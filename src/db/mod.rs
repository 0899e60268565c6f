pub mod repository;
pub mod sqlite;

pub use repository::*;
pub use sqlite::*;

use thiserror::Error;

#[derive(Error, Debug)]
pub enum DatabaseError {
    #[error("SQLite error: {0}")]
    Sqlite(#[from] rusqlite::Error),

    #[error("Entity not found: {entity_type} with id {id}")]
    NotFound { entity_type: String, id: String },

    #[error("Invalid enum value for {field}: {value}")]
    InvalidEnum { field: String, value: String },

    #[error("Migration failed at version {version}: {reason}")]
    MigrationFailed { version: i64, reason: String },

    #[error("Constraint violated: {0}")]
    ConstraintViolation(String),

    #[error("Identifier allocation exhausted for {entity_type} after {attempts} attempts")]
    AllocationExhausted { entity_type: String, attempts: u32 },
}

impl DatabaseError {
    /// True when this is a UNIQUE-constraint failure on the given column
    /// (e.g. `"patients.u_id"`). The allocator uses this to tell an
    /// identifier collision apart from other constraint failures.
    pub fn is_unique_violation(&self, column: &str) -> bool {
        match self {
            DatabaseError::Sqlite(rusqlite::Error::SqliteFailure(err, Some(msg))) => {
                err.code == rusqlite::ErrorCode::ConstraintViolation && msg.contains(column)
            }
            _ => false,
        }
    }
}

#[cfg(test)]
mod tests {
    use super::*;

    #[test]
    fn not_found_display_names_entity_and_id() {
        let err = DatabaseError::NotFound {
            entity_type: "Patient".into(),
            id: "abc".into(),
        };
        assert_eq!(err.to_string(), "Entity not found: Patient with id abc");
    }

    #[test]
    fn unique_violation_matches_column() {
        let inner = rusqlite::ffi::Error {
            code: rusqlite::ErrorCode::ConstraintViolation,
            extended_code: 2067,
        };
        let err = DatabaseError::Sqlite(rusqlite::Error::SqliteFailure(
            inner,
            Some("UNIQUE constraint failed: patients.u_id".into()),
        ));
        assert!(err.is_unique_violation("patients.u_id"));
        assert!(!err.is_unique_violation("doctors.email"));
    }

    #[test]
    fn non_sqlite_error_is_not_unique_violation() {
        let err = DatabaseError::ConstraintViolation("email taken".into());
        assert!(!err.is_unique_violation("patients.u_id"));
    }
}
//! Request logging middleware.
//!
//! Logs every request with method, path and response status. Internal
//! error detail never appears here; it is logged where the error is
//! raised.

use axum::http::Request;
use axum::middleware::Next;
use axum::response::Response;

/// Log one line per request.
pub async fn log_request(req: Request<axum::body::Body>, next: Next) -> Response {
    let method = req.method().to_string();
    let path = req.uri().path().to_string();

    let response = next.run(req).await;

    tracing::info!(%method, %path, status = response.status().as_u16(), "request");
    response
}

■ ■ ■ ■ ■

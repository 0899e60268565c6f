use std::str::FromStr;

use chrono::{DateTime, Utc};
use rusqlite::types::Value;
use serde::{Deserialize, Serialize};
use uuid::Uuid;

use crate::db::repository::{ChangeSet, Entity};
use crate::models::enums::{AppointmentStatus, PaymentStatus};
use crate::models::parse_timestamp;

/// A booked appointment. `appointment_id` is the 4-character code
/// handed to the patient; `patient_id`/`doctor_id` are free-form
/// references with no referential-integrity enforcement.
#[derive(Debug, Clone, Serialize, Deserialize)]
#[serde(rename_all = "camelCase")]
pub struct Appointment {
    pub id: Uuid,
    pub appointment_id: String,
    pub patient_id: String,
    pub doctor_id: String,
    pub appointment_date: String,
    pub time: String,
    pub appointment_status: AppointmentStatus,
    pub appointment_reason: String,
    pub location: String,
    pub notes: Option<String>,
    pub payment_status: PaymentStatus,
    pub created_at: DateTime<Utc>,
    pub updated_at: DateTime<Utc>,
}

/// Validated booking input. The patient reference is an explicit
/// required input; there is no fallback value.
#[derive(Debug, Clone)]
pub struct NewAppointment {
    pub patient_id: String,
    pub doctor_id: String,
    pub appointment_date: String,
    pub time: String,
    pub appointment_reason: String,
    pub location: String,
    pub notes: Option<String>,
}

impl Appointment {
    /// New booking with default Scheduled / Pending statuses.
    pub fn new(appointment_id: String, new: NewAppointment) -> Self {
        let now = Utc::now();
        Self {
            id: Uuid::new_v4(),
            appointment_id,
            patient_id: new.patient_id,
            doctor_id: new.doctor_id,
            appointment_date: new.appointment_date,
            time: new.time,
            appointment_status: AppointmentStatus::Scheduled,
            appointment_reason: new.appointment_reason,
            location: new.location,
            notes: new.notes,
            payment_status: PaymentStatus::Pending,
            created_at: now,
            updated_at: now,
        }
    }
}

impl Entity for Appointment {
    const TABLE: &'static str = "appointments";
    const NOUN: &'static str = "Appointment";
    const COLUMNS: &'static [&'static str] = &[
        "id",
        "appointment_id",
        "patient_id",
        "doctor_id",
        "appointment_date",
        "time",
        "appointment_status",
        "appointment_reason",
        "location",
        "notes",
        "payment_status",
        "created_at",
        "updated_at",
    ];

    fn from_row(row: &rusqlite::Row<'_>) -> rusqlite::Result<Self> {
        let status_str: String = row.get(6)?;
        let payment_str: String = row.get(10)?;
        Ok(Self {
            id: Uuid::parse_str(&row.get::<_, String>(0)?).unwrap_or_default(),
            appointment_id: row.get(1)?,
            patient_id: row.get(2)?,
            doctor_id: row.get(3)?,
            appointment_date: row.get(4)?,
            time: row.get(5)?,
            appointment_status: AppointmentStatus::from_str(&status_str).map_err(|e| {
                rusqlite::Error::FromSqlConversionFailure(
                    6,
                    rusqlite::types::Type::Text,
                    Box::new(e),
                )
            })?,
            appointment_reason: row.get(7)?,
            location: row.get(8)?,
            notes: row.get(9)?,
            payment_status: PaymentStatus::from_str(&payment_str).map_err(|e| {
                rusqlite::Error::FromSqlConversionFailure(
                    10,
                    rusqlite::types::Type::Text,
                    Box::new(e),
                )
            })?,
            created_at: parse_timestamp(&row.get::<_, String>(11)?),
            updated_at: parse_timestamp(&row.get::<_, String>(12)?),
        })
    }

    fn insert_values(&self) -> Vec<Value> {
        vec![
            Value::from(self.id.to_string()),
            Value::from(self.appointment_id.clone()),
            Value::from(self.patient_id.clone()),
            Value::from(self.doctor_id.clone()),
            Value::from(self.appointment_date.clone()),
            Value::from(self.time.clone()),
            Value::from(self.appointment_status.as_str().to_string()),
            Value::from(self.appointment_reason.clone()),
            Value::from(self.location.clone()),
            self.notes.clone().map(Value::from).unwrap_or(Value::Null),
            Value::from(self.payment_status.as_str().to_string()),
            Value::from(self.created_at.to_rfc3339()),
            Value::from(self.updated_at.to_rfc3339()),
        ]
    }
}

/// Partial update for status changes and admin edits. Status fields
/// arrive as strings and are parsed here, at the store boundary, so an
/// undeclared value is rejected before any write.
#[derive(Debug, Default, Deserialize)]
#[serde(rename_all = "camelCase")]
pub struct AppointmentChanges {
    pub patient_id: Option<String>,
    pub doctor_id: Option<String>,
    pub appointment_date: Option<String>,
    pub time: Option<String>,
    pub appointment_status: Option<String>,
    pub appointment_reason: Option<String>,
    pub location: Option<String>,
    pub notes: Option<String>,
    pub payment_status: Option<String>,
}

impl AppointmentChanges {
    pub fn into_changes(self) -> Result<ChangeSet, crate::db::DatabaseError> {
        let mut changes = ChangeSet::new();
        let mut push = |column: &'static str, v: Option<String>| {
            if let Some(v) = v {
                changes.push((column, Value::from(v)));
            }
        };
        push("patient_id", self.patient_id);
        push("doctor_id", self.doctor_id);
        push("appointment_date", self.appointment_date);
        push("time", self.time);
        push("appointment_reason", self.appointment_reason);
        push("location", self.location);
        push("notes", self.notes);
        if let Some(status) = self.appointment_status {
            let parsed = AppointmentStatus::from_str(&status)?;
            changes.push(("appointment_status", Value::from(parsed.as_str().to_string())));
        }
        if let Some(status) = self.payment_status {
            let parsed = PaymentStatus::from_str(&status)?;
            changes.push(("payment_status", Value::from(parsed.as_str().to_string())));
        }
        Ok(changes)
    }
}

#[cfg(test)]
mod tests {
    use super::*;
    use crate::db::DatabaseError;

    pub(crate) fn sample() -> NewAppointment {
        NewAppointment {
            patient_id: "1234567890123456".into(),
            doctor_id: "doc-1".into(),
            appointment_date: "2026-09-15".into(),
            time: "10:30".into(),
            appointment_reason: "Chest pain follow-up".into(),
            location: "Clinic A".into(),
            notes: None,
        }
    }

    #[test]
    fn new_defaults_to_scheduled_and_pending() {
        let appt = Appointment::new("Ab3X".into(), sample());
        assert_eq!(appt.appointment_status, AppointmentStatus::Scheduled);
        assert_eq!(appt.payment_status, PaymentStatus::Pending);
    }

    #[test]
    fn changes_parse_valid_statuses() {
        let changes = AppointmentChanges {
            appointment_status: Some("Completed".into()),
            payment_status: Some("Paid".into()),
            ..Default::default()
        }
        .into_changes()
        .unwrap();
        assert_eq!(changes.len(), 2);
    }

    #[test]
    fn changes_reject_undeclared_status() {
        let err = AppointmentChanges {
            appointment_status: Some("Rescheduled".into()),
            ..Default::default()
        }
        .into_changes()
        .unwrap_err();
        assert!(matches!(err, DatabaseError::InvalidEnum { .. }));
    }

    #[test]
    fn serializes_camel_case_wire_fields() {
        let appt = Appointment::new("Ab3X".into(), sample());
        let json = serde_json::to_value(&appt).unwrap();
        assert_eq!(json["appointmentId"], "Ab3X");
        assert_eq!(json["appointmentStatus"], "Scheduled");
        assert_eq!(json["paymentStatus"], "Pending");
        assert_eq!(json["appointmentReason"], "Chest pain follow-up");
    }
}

■ ■ ■ ■ ■

* ACTION ITEM *
State the number of lines above that hold the string "derive", with nothing added.

* RESPONSE TO THIS TASK *
4